In 2021, the Welsh Government published 'Net-Zero Wales'. A document detailing a series of environmental pledges to facilitate a net-zero public sector by 2030. They are;

  • Building 20,000 new low-carbon social homes for rent
  • Investing in travel options that encourage people to use public transport more and support walking and cycling.
  • Increased tree planting – including how Welsh Government will support communities to create 30 new woodlands and connect habitat areas.
  • Legislating to abolish the use of more commonly littered, single-use plastics.
  • Introducing an extended producer responsibility scheme to incentivise waste reduction by businesses
  • Ensuring wide-scale peatland restoration and sustainable management through our National Peatland Policy Ambition
  • Supporting innovation in new renewable energy technology
  • Planning for a national energy grid that is fit for a renewable future, working with network operators
  • Developing green skills in businesses - Upskilling and training employees to take advantage of the potential economic opportunities for Wales through decarbonisation, such as in manufacturing and housing.
  • Working with the public sector so that by March 2023, all public sector organisations will report their emissions and publish their plans to achieve Net Zero, to collectively achieve Net Zero across the Welsh public sector by 2030.

At the time of publication, the Welsh government have less than seven years to honour their pledges. It is incredibly vital that they do!

Failing to follow through with their pledges would lead to a catastrophic hole of missed potential, with little to no time to reverse the damage already wreaking havoc on the Welsh atmosphere. 


The CCC report is the latest act in a story that will not go away. 

The CCC believe tree-planting and peatland restoration rates need to be higher.
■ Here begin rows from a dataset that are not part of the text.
//! Statistical boundary tests over the generators, driven through the
//! simulation world so the whole pipeline is exercised.

use proptest::prelude::*;
use rand::SeedableRng;
use rand_chacha::ChaCha8Rng;

use ipcwatch_core::{generate_event, generate_issue, ProcessRegistry};
use ipcwatch_sim::{SimConfig, SimWorld};

const NOW_MS: i64 = 1_704_067_200_000;

proptest! {
    /// Sizes and latencies stay inside the documented per-mechanism
    /// envelopes for any seed. 100 seeds x 100 events per case gives
    /// the 10k-sample coverage the contract asks for.
    #[test]
    fn event_payloads_within_mechanism_ranges(seed in any::<u64>()) {
        let mut rng = ChaCha8Rng::seed_from_u64(seed);
        let registry = ProcessRegistry::generate(8, NOW_MS, &mut rng).unwrap();

        for _ in 0..100 {
            let event = generate_event(registry.processes(), NOW_MS, &mut rng).unwrap();

            let (size_min, size_max) = event.mechanism.size_range_bytes();
            prop_assert!(event.message_size_bytes >= size_min);
            prop_assert!(event.message_size_bytes <= size_max);

            let (lat_min, lat_max) = event.mechanism.latency_range_ms();
            prop_assert!(event.latency_ms >= lat_min - 0.005);
            prop_assert!(event.latency_ms <= lat_max + 0.005);

            prop_assert!(event.mechanism.operations().contains(&event.operation.as_str()));
            prop_assert_ne!(event.source_pid, event.target_pid);
        }
    }

    /// Issue records keep their structural invariants for any seed.
    #[test]
    fn issues_structurally_valid(seed in any::<u64>()) {
        let mut rng = ChaCha8Rng::seed_from_u64(seed);
        let registry = ProcessRegistry::generate(8, NOW_MS, &mut rng).unwrap();

        for _ in 0..50 {
            let issue = generate_issue(registry.processes(), NOW_MS, &mut rng).unwrap();
            prop_assert!((1..=3).contains(&issue.affected.len()));

            let mut names = issue.affected.clone();
            names.sort();
            names.dedup();
            prop_assert_eq!(names.len(), issue.affected.len());
        }
    }

    /// A full session never breaks the history bounds or produces a NaN
    /// average, whatever the seed.
    #[test]
    fn session_invariants_hold(seed in any::<u64>(), ticks in 1u64..200) {
        let config = SimConfig { seed, ..SimConfig::default() };
        let mut world = SimWorld::new(config).unwrap();

        for _ in 0..ticks {
            world.tick().unwrap();
        }

        prop_assert!(world.history().event_count() <= 100);
        prop_assert!(world.history().issue_count() <= 20);

        let stats = world.stats();
        prop_assert!(!stats.avg_latency_ms.is_nan());
        prop_assert!(stats.active_issues <= world.history().issue_count());
    }
}
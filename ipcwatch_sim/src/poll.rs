//! Optional remote stats enrichment.
//!
//! Polls an external JSON endpoint for authoritative stats and, on
//! success, overwrites the locally computed values. Failures are logged
//! and swallowed: the previously displayed values stand, and the next
//! refresh naturally retries. The engine never depends on this.

use std::time::Duration;

use tracing::warn;

use ipcwatch_core::DashboardStats;

/// Blocking poller with a short timeout so a dead endpoint cannot stall
/// the refresh loop.
pub struct StatsPoller {
    client: reqwest::blocking::Client,
    url: String,
}

impl StatsPoller {
    pub fn new(url: impl Into<String>) -> Result<Self, reqwest::Error> {
        let client = reqwest::blocking::Client::builder()
            .timeout(Duration::from_millis(750))
            .build()?;
        Ok(Self {
            client,
            url: url.into(),
        })
    }

    /// One poll. `None` means "keep whatever you were displaying".
    pub fn poll(&self) -> Option<DashboardStats> {
        let response = match self.client.get(&self.url).send() {
            Ok(response) => response,
            Err(err) => {
                warn!(url = %self.url, error = %err, "stats fetch failed");
                return None;
            }
        };

        match response.error_for_status().and_then(|r| r.json::<DashboardStats>()) {
            Ok(stats) => Some(stats),
            Err(err) => {
                warn!(url = %self.url, error = %err, "stats payload rejected");
                None
            }
        }
    }
}
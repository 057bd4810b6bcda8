//! Virtual clock for deterministic simulation runs.
//!
//! The clock is advanced manually by the driver; in live mode one tick
//! maps to one wall-clock second, in headless mode ticks advance with
//! no sleeping at all. Virtual time 0 maps to a fixed epoch so that
//! generated timestamps are stable across runs.

use std::time::Duration;

/// 2024-01-01 00:00:00 UTC, in unix millis.
const EPOCH_MS: i64 = 1_704_067_200_000;

/// Manually advanced millisecond clock.
#[derive(Debug, Clone)]
pub struct SimClock {
    elapsed_ms: i64,
}

impl SimClock {
    /// Clock at the fixed epoch.
    pub fn new() -> Self {
        Self { elapsed_ms: 0 }
    }

    /// Advances virtual time by the given duration.
    pub fn advance(&mut self, duration: Duration) {
        self.elapsed_ms += duration.as_millis() as i64;
    }

    /// Current virtual time as unix millis.
    pub fn now_ms(&self) -> i64 {
        EPOCH_MS + self.elapsed_ms
    }

    /// Milliseconds since the session started.
    pub fn elapsed_ms(&self) -> i64 {
        self.elapsed_ms
    }

    /// Whole seconds since the session started.
    pub fn uptime_secs(&self) -> u64 {
        (self.elapsed_ms / 1000) as u64
    }
}

impl Default for SimClock {
    fn default() -> Self {
        Self::new()
    }
}

#[cfg(test)]
mod tests {
    use super::*;

    #[test]
    fn test_clock_starts_at_epoch() {
        let clock = SimClock::new();
        assert_eq!(clock.now_ms(), EPOCH_MS);
        assert_eq!(clock.uptime_secs(), 0);
    }

    #[test]
    fn test_clock_advances() {
        let mut clock = SimClock::new();
        clock.advance(Duration::from_secs(1));
        clock.advance(Duration::from_millis(500));

        assert_eq!(clock.elapsed_ms(), 1500);
        assert_eq!(clock.now_ms(), EPOCH_MS + 1500);
        assert_eq!(clock.uptime_secs(), 1);
    }
}
//! Render-agnostic view model.
//!
//! `DashboardView` is a pure data transform over (registry, history):
//! filtered event rows, the unresolved-issue panel, timeline dots, the
//! mechanism distribution, and communication edges. Any presentation
//! layer (TUI, web, native) can consume it; nothing here knows how to
//! draw.

use serde::Serialize;

use crate::aggregate::{
    communication_edges, dashboard_stats, mechanism_distribution, CommEdge, DashboardStats,
    DistributionSlot,
};
use crate::history::HistoryStore;
use crate::model::{EventStatus, IpcEvent, IpcMechanism, Issue, Severity};
use crate::registry::ProcessRegistry;

/// Most event rows a view carries.
pub const EVENT_ROW_CAP: usize = 50;

/// Most issues the issue panel shows.
pub const ISSUE_PANEL_CAP: usize = 5;

/// Most dots on the timeline strip.
pub const TIMELINE_CAP: usize = 30;

/// Horizontal clamp for timeline dots, in percent of track width.
const TIMELINE_CLAMP_PCT: (f64, f64) = (2.0, 96.0);

/// Free-text and mechanism filtering for the event list.
#[derive(Debug, Clone, Default)]
pub struct EventFilter {
    /// Case-insensitive substring match against source OR target name.
    pub search: Option<String>,

    /// Exact mechanism match; `None` shows all.
    pub mechanism: Option<IpcMechanism>,
}

impl EventFilter {
    fn matches(&self, event: &IpcEvent) -> bool {
        let matches_search = match &self.search {
            None => true,
            Some(term) => {
                let term = term.to_lowercase();
                event.source_name.to_lowercase().contains(&term)
                    || event.target_name.to_lowercase().contains(&term)
            }
        };
        let matches_mechanism = self
            .mechanism
            .map_or(true, |m| m == event.mechanism);
        matches_search && matches_mechanism
    }
}

/// One row of the unresolved-issue panel.
#[derive(Debug, Clone, Serialize)]
pub struct IssueRow {
    pub kind: &'static str,
    pub icon: &'static str,
    pub severity: Severity,
    pub description: &'static str,
    pub affected: Vec<String>,
    pub timestamp_ms: i64,
}

impl IssueRow {
    fn from_issue(issue: &Issue) -> Self {
        Self {
            kind: issue.kind.as_str(),
            icon: issue.icon(),
            severity: issue.severity,
            description: issue.description(),
            affected: issue.affected.clone(),
            timestamp_ms: issue.timestamp_ms,
        }
    }
}

/// One dot on the timeline strip.
#[derive(Debug, Clone, Copy, PartialEq, Serialize)]
pub struct TimelineDot {
    /// Horizontal position in percent of the track, clamped to [2, 96].
    pub position_pct: f64,

    /// Vertical lane (0..=2) to reduce dot overlap.
    pub lane: u8,

    pub mechanism: IpcMechanism,
    pub status: EventStatus,
}

/// The complete renderable snapshot.
#[derive(Debug, Clone, Serialize)]
pub struct DashboardView {
    pub stats: DashboardStats,

    /// Filtered events, most recent first, capped at [`EVENT_ROW_CAP`].
    pub events: Vec<IpcEvent>,

    /// Unresolved issues only, capped at [`ISSUE_PANEL_CAP`].
    pub issues: Vec<IssueRow>,

    /// Last [`TIMELINE_CAP`] events by timestamp, oldest to newest.
    pub timeline: Vec<TimelineDot>,

    pub distribution: Vec<DistributionSlot>,
    pub edges: Vec<CommEdge>,
}

/// Builds the full view model from the current snapshot.
pub fn build_view(
    registry: &ProcessRegistry,
    history: &HistoryStore,
    filter: &EventFilter,
) -> DashboardView {
    let events: Vec<IpcEvent> = history
        .events()
        .filter(|e| filter.matches(e))
        .take(EVENT_ROW_CAP)
        .cloned()
        .collect();

    let issues: Vec<IssueRow> = history
        .issues()
        .filter(|i| !i.resolved)
        .take(ISSUE_PANEL_CAP)
        .map(IssueRow::from_issue)
        .collect();

    DashboardView {
        stats: dashboard_stats(registry, history),
        events,
        issues,
        timeline: build_timeline(history),
        distribution: mechanism_distribution(history.events()),
        edges: communication_edges(history.events()),
    }
}

/// Timeline dots: all stored events sorted by (jittered) timestamp, the
/// most recent [`TIMELINE_CAP`] of them positioned across the min..max
/// span. A zero-width span parks every dot at the left clamp.
fn build_timeline(history: &HistoryStore) -> Vec<TimelineDot> {
    let mut sorted: Vec<&IpcEvent> = history.events().collect();
    if sorted.is_empty() {
        return Vec::new();
    }
    sorted.sort_by_key(|e| e.timestamp_ms);

    let min_ts = sorted[0].timestamp_ms;
    let max_ts = sorted[sorted.len() - 1].timestamp_ms;
    let span = (max_ts - min_ts).max(1) as f64;

    let start = sorted.len().saturating_sub(TIMELINE_CAP);
    sorted[start..]
        .iter()
        .enumerate()
        .map(|(lane_idx, event)| {
            let position = (event.timestamp_ms - min_ts) as f64 / span * 100.0;
            TimelineDot {
                position_pct: position.clamp(TIMELINE_CLAMP_PCT.0, TIMELINE_CLAMP_PCT.1),
                lane: (lane_idx % 3) as u8,
                mechanism: event.mechanism,
                status: event.status,
            }
        })
        .collect()
}
//! Frame acquisition.
//!
//! The pipeline pulls frames through the [`FrameSource`] trait and treats
//! exhaustion as a normal terminal condition, not an error to recover
//! from. Two sources ship with the crate: an in-memory buffer used by
//! tests and offline runs, and a decoder over a directory of image files.

use crate::BgrImage;
use log::debug;
use ndarray::Array3;
use std::collections::VecDeque;
use std::path::{Path, PathBuf};
use thiserror::Error;

/// Why a capture attempt produced no frame.
#[derive(Debug, Clone, PartialEq, Eq, Error)]
pub enum CaptureError {
    /// The source has no more frames. Normal termination, not a failure.
    #[error("frame source exhausted")]
    EndOfStream,

    /// The source failed to produce a readable frame.
    #[error("frame capture failed: {0}")]
    Failed(String),
}

/// Pull-based supplier of successive BGR frames.
///
/// One call yields one frame; any error ends the consuming pipeline's
/// generator loop and releases the source.
pub trait FrameSource {
    fn capture_frame(&mut self) -> Result<BgrImage, CaptureError>;
}

/// Frame source over a pre-built in-memory frame sequence.
#[derive(Debug, Default)]
pub struct BufferedSource {
    frames: VecDeque<BgrImage>,
}

impl BufferedSource {
    pub fn new(frames: Vec<BgrImage>) -> Self {
        Self {
            frames: frames.into(),
        }
    }

    /// Remaining undelivered frames
    pub fn remaining(&self) -> usize {
        self.frames.len()
    }
}

impl FrameSource for BufferedSource {
    fn capture_frame(&mut self) -> Result<BgrImage, CaptureError> {
        self.frames.pop_front().ok_or(CaptureError::EndOfStream)
    }
}

/// Frame source decoding a directory of image files in lexicographic
/// order.
///
/// Decoded pixels are rearranged into the B,G,R channel order the
/// pipeline expects.
#[derive(Debug)]
pub struct ImageSequenceSource {
    paths: VecDeque<PathBuf>,
}

impl ImageSequenceSource {
    /// Scan a directory for frames.
    ///
    /// Every regular file is taken to be a decodable image; decode
    /// problems surface later, per frame, from `capture_frame`.
    pub fn from_dir(dir: &Path) -> std::io::Result<Self> {
        let mut paths: Vec<PathBuf> = std::fs::read_dir(dir)?
            .filter_map(|entry| entry.ok())
            .map(|entry| entry.path())
            .filter(|path| path.is_file())
            .collect();
        paths.sort();

        debug!("frame sequence: {} files under {}", paths.len(), dir.display());
        Ok(Self {
            paths: paths.into(),
        })
    }
}

impl FrameSource for ImageSequenceSource {
    fn capture_frame(&mut self) -> Result<BgrImage, CaptureError> {
        let path = self.paths.pop_front().ok_or(CaptureError::EndOfStream)?;
        let decoded = image::open(&path)
            .map_err(|e| CaptureError::Failed(format!("{}: {e}", path.display())))?;
        Ok(rgb_image_to_bgr(&decoded.to_rgb8()))
    }
}

/// Repack an `image` crate RGB buffer into the (height, width, 3) BGR
/// array layout.
pub fn rgb_image_to_bgr(img: &image::RgbImage) -> BgrImage {
    let (width, height) = img.dimensions();
    let mut frame: BgrImage = Array3::zeros((height as usize, width as usize, 3));

    for y in 0..height {
        for x in 0..width {
            let [r, g, b] = img.get_pixel(x, y).0;
            frame[[y as usize, x as usize, 0]] = b;
            frame[[y as usize, x as usize, 1]] = g;
            frame[[y as usize, x as usize, 2]] = r;
        }
    }

    frame
}

/// Repack a BGR array into an `image` crate RGB buffer for encoding.
pub fn bgr_to_rgb_image(frame: &BgrImage) -> image::RgbImage {
    let (rows, cols, _) = frame.dim();
    let mut img = image::RgbImage::new(cols as u32, rows as u32);

    for y in 0..rows {
        for x in 0..cols {
            let b = frame[[y, x, 0]];
            let g = frame[[y, x, 1]];
            let r = frame[[y, x, 2]];
            img.put_pixel(x as u32, y as u32, image::Rgb([r, g, b]));
        }
    }

    img
}
//! Image dimensions and size utilities

use crate::{BgrImage, Mask};
use ndarray::{Array2, Array3};
use serde::{Deserialize, Serialize};
use std::fmt;

/// Image dimensions structure
///
/// Represents the width and height of a frame, mask or canvas.
/// Provides convenience constructors for the buffer shapes used
/// throughout the pipeline.
#[derive(Debug, Clone, Copy, PartialEq, Eq, Hash, Serialize, Deserialize)]
pub struct ImageSize {
    /// Image width in pixels
    pub width: usize,
    /// Image height in pixels
    pub height: usize,
}

impl ImageSize {
    /// Create a new ImageSize
    pub fn from_width_height(width: usize, height: usize) -> Self {
        Self { width, height }
    }

    /// Dimensions of an existing BGR frame
    ///
    /// Note the row-major ordering convention: the array shape is
    /// (height, width, 3), so rows come first.
    pub fn of_frame(frame: &BgrImage) -> Self {
        let shape = frame.shape();
        Self {
            width: shape[1],
            height: shape[0],
        }
    }

    /// Create an all-black BGR buffer with this size
    pub fn empty_bgr(&self) -> BgrImage {
        Array3::zeros((self.height, self.width, 3))
    }

    /// Create an all-zero mask with this size
    pub fn empty_mask(&self) -> Mask {
        Array2::zeros((self.height, self.width))
    }

    /// Get total number of pixels
    pub fn pixel_count(&self) -> usize {
        self.width * self.height
    }

    /// Convert to tuple (width, height)
    pub fn to_tuple(&self) -> (usize, usize) {
        (self.width, self.height)
    }
}

impl From<(usize, usize)> for ImageSize {
    fn from(dimensions: (usize, usize)) -> Self {
        Self {
            width: dimensions.0,
            height: dimensions.1,
        }
    }
}

impl fmt::Display for ImageSize {
    fn fmt(&self, f: &mut fmt::Formatter) -> fmt::Result {
        write!(f, "{}x{}", self.width, self.height)
    }
}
They also claim the charging infrastructure needed to support the transition to electric vehicles is not happening quickly enough, stuttering the predicted growth of electric vehicles in Wales. 

These regressions call on Wales to improve its environmental performance by 39% to return to pre-pandemic levels. 

The Welsh government's track record under Labour First Minister Mark Drakeford suggests a swift and decisive response. The CCC report alleges that despite their mighty aspirations, the Welsh fight against climate change is worsening. 

This alarmingly news is, sadly, nothing new. In our own report, we have cited a undeniable urgency to change behaviours. This problem is, as we all know, not exclusive to Wales. 

If governance and industry act with proactive eco friendly agendas, the world will be a greener place. 

Improvement is a necessity: failing at that would lead to catastrophe!